Suasana sedih sangat terasa saat NusaBali mendatangi rumah duka. Tidak hanya krama adat, bahkan teruna teruni di Banjar Tiyingan juga terlihat mendatangi rumah duka. Mereka sepertinya merasa sangat kehilangan kawan terbaiknya.

Menurut Kelian Banjar Dinas Tiyingan Ketut Sumaarta, korban yang masih merupakan keponakannya ini memang terkenal supel dalam bergaul. Dengan siapapun dia mudah mengakrabkan diri. “Kegiatan pemuda apapun pasti diikuti sama De (panggilan korban). Termasuk ngayah-ngayah ke pura, dia rajin sekali,” ungkapnya.

Kedua orangtua Made Endra terlihat masih syok. Keduanya diistirahatkan di dalam kamar dan belum bisa memberikan keterangan. Sumaarta menjelaskan, dari penuturan orangtuanya, sejatinya korban tidak memiliki masalah apapun dengan keluarga. Karena sebelum kejadian, korban tidak menunjukkan gelagat yang aneh. Begitu pula korban tidak ada bertengkar dengan keluarga sebelum kejadian.
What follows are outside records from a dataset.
//! Prompt payload rendering.
//!
//! A turn sends the system prompt, an optional assistant priming message,
//! and one user message holding the window as a JSON array:
//!
//! ```json
//! [{"id":"m1","author":"Alice","author_id":"1001","msg":"hello"}]
//! ```

use crate::conversation::entities::QueueEntry;
use regex::Regex;
use serde::{Deserialize, Serialize};
use std::sync::LazyLock;

/// Text substituted for image markers older than the retention limit.
pub const ELIDED_IMAGE: &str = "[image]";

static IMAGE_MARKER: LazyLock<Regex> =
    LazyLock::new(|| Regex::new(r"<img\b[^>]*>").expect("image marker pattern is valid"));

/// Role of a message in the payload
#[derive(Debug, Clone, Copy, PartialEq, Eq, Serialize, Deserialize)]
#[serde(rename_all = "lowercase")]
pub enum Role {
    System,
    User,
    Assistant,
}

impl Role {
    pub fn as_str(&self) -> &'static str {
        match self {
            Role::System => "system",
            Role::User => "user",
            Role::Assistant => "assistant",
        }
    }
}

#[derive(Debug, Clone, PartialEq, Eq, Serialize, Deserialize)]
pub struct PromptMessage {
    pub role: Role,
    pub content: String,
}

impl PromptMessage {
    pub fn system(content: impl Into<String>) -> Self {
        Self {
            role: Role::System,
            content: content.into(),
        }
    }

    pub fn user(content: impl Into<String>) -> Self {
        Self {
            role: Role::User,
            content: content.into(),
        }
    }

    pub fn assistant(content: impl Into<String>) -> Self {
        Self {
            role: Role::Assistant,
            content: content.into(),
        }
    }
}

/// What a backend client receives for one dispatch.
///
/// `system` is kept apart from `messages` because some backends take it as a
/// top-level field rather than as the first message.
#[derive(Debug, Clone, PartialEq, Eq)]
pub struct PromptPayload {
    pub system: String,
    pub messages: Vec<PromptMessage>,
}

impl PromptPayload {
    /// All messages with the system prompt first (empty system prompts are
    /// omitted).
    pub fn with_system_message(&self) -> Vec<PromptMessage> {
        let system = (!self.system.is_empty()).then(|| PromptMessage::system(&self.system));
        system.into_iter().chain(self.messages.iter().cloned()).collect()
    }
}

#[derive(Serialize)]
struct WindowLine<'a> {
    id: &'a str,
    author: &'a str,
    author_id: &'a str,
    msg: &'a str,
}

#[derive(Debug, Clone, Default)]
pub struct PayloadBuilder {
    system_prompt: String,
    priming: Option<String>,
    retained_images: usize,
}

impl PayloadBuilder {
    pub fn new(system_prompt: impl Into<String>) -> Self {
        Self {
            system_prompt: system_prompt.into(),
            priming: None,
            retained_images: 0,
        }
    }

    pub fn with_priming(mut self, priming: impl Into<String>) -> Self {
        let priming = priming.into();
        self.priming = (!priming.is_empty()).then_some(priming);
        self
    }

    pub fn with_retained_images(mut self, retained_images: usize) -> Self {
        self.retained_images = retained_images;
        self
    }

    pub fn system_prompt(&self) -> &str {
        &self.system_prompt
    }

    pub fn build(&self, entries: &[QueueEntry]) -> PromptPayload {
        let mut messages = Vec::with_capacity(2);
        if let Some(priming) = &self.priming {
            messages.push(PromptMessage::assistant(priming));
        }
        messages.push(PromptMessage::user(render_window(
            entries,
            self.retained_images,
        )));
        PromptPayload {
            system: self.system_prompt.clone(),
            messages,
        }
    }
}

/// Render a window snapshot as a JSON array, keeping only the newest
/// `retained_images` image markers.
pub fn render_window(entries: &[QueueEntry], retained_images: usize) -> String {
    let total: usize = entries
        .iter()
        .map(|e| IMAGE_MARKER.find_iter(e.content()).count())
        .sum();
    let mut to_elide = total.saturating_sub(retained_images);

    let contents: Vec<String> = entries
        .iter()
        .map(|entry| {
            if to_elide == 0 {
                return entry.content().to_string();
            }
            IMAGE_MARKER
                .replace_all(entry.content(), |caps: &regex::Captures<'_>| {
                    if to_elide > 0 {
                        to_elide -= 1;
                        ELIDED_IMAGE.to_string()
                    } else {
                        caps[0].to_string()
                    }
                })
                .into_owned()
        })
        .collect();

    let lines: Vec<WindowLine<'_>> = entries
        .iter()
        .zip(&contents)
        .map(|(entry, msg)| WindowLine {
            id: entry.id(),
            author: entry.sender_display_name(),
            author_id: entry.sender_id(),
            msg,
        })
        .collect();

    // Serializing borrowed strings into a Vec cannot fail.
    serde_json::to_string(&lines).unwrap_or_else(|_| "[]".to_string())
}

#[cfg(test)]
mod tests {
    use super::*;
    use serde_json::Value;

    fn entry(id: &str, msg: &str) -> QueueEntry {
        QueueEntry::new(id, "u1", "Alice", msg)
    }

    #[test]
    fn renders_window_as_json_array() {
        let rendered = render_window(&[entry("m1", "你好")], 0);
        let parsed: Value = serde_json::from_str(&rendered).unwrap();
        assert_eq!(parsed[0]["id"], "m1");
        assert_eq!(parsed[0]["author"], "Alice");
        assert_eq!(parsed[0]["author_id"], "u1");
        assert_eq!(parsed[0]["msg"], "你好");
    }

    #[test]
    fn keeps_only_newest_images() {
        let entries = vec![
            entry("m1", r#"look <img src="a.png"/>"#),
            entry("m2", r#"<img src="b.png"/> and <img src="c.png"/>"#),
        ];
        let parsed: Value = serde_json::from_str(&render_window(&entries, 1)).unwrap();
        assert_eq!(parsed[0]["msg"], "look [image]");
        assert_eq!(parsed[1]["msg"], r#"[image] and <img src="c.png"/>"#);
    }

    #[test]
    fn zero_retention_elides_every_image() {
        let parsed: Value =
            serde_json::from_str(&render_window(&[entry("m1", "<img x/>")], 0)).unwrap();
        assert_eq!(parsed[0]["msg"], "[image]");
    }

    #[test]
    fn builder_orders_priming_before_window() {
        let payload = PayloadBuilder::new("be brief")
            .with_priming("{\"status\":\"skip\"}")
            .build(&[entry("m1", "hi")]);

        assert_eq!(payload.system, "be brief");
        assert_eq!(payload.messages.len(), 2);
        assert_eq!(payload.messages[0].role, Role::Assistant);
        assert_eq!(payload.messages[1].role, Role::User);

        let all = payload.with_system_message();
        assert_eq!(all[0], PromptMessage::system("be brief"));
        assert_eq!(all.len(), 3);
    }

    #[test]
    fn empty_system_prompt_is_omitted() {
        let payload = PayloadBuilder::default().build(&[]);
        assert_eq!(payload.with_system_message().len(), 1);
        assert_eq!(payload.messages[0].content, "[]");
    }
}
“Memang tidak ada masalah dengan keluarga maupun orangtua. Cuma orangtuanya sempat ditelepon oleh pihak sekolah, dibilang kalau De (sapaan akrab almarhum, Red) sudah tidak masuk selama lima hari. Kemudian bapaknya nelepon. Tidak ada marah-marah. Cuma De disuruh pulang saja,” tutur Sumaarta yang langsung ditemui di rumah duka, kemarin.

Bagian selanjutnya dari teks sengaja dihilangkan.